Laboratory Studies of the Fe K Shell Emission

Peter Beiersdorfer

Lawrence Livermore National Laboratory
7000 East Ave, L-260
Livermore, CA 94550

The importance of the Fe K shell emission for astrophysics has been evident for many years. Data have typically been obtained with rather low-resolution solid-state detectors such as those used on ASCA or presently on Chandra. Next year's launch of ASTRO-E2 is expected to provide Fe K shell spectra with high-resolution (E/DE 1000). This will enable real spectroscopy of the Fe K lines and their use as diagnostics of such source parameters as temperature, ionization equilibrium, and electron density.
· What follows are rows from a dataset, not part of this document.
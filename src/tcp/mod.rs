//! The TCP transport: connection control blocks, the segment-arrives event
//! processor, wire encode/decode, the application socket API, and the
//! background timer thread. Everything here is reached through
//! [`crate::NetStack`] and [`api::Socket`]; nothing in this module touches
//! the device directly.

pub mod api;
pub mod cb;
pub mod segment;
pub mod timer;
pub mod types;

pub use api::Socket;
pub use types::{Dual, Quad, State};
In order to analyze Fe K shell data spectral models must be both complete and accurate. The Fe K shell spectrum has been studied in much detail on tokamaks and the Livermore electron beam ion traps. Laboratory data now include accurate line lists and identifications, even of several forbidden lines, electron-ion collision cross sections, innershell ionization phenomena and cross sections, dielectronic recombination resonance strengths, spectra produced by charge exchange recombination, electron beam polarization effects, resonance excitation, and radiative cascade contributions. These measurements have provided an assessment of the completeness and accuracy of the atomic data, and we will present results of such measurements.

This work was performed under the auspices of the U.S. DOE by UC-LLNL under contract W-7405-Eng-48 and support by NASA's Astronomy and Physics Research and Analysis Program under contract S-06553-G.